Has anyone noticed that the totalsubmersion.net website seems to be down? I'm afraid we might have overwhelmed their servers.

Rich

MetroSwim
April 1st, 2002, 02:38 PM
Just got word - the total submersion website was overwhelmed with hits on the Piltdown articles and videos, however I did pull a copy of it and posted it on the metrotri.com website here (http://www.metrotri.com/TS.htm) earlier today.

Unfortunately, the video clips are not available.

Rich

Bert Petersen
April 1st, 2002, 03:20 PM
What's the big deal ? I have skipped two meets in a row now,without a best (or any) time to show for it. Skipping never seems to produce results-even skipping practice.............:D

Tim Hedrick
April 1st, 2002, 07:31 PM
Syd Finch isn't involved with this, is he?

He's the guy George Plimpton wrote about some 20 years ago for Sports Illustrated...

SupaFly
April 1st, 2002, 11:52 PM
I've got a better idea; how about using a kayak... or riding some sort of torpedo...

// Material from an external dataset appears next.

pub mod auth_ctx;

pub use auth_ctx::{AuthCtx, AuthCtxExtractor};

But seriously... cover-all suits with hooks on the feet?? What's this sport coming to?

Bert Petersen
April 2nd, 2002, 12:58 AM
I seem to be having some problems with my latest invention for increasing my foot size to allow my dolphin kick to be more productive. I'm sure you have all noticed the tiny wedge-shaped clear plastic toe-enhancers (patent applied for) that I have been utilizing in recent races. They really work great ! It is like having mini-fins on. The problem: I have been using super-glue to hold them in place and it is a real hassle to apply and then take off. I tried leaving them in place between meets, but my shoes are pinching me terribly. Do you think clear plastic-wrap wedges would work better? Or is there a glue that melts away after about one minute in water? Any advice would be welcomed. No un-serious responses, pleeze.........................;)

MetroSwim
April 2nd, 2002, 01:43 AM
Not to worry, Bert. 3M makes a super-strong air-soluable epoxy that only works when wet. After a few minutes of exposure to the air, the bond is broken and the adhesive dissolves.

It's called "Barnacle Glue". It was developed in the early 70's by the research firm of Unger & Madison, who were aquired by 3M a few years back.

You should be able to get it at any Marine supply shop.

Rich

Another (more budget-conscious) solution is to just not cut your toe-nails. Same effect.

Bert Petersen
April 2nd, 2002, 02:00 AM
Thanks Rich : I'll hop right down to the hardware and get some. By the way, as an aside, regarding the "why excel in one......" idea; I have found (so far) 23 sports at which I am mediocre or worse. I only swim because I am driven to do so by genetic propulsion...................... Bert

Phil Arcuni
April 2nd, 2002, 08:19 AM
Seriously, Bert, you should know that it is *illegal* to use those little wedges in a race. Not only that, but we *have*noticed, and they make you walk funny.

MetroSwim
April 2nd, 2002, 12:04 PM
I just got word: there's a big meet tonight between Piltdown's Leavenworth U team and Ossining State here in NY.

It's going to be broadcast on ESPN3 some time next April.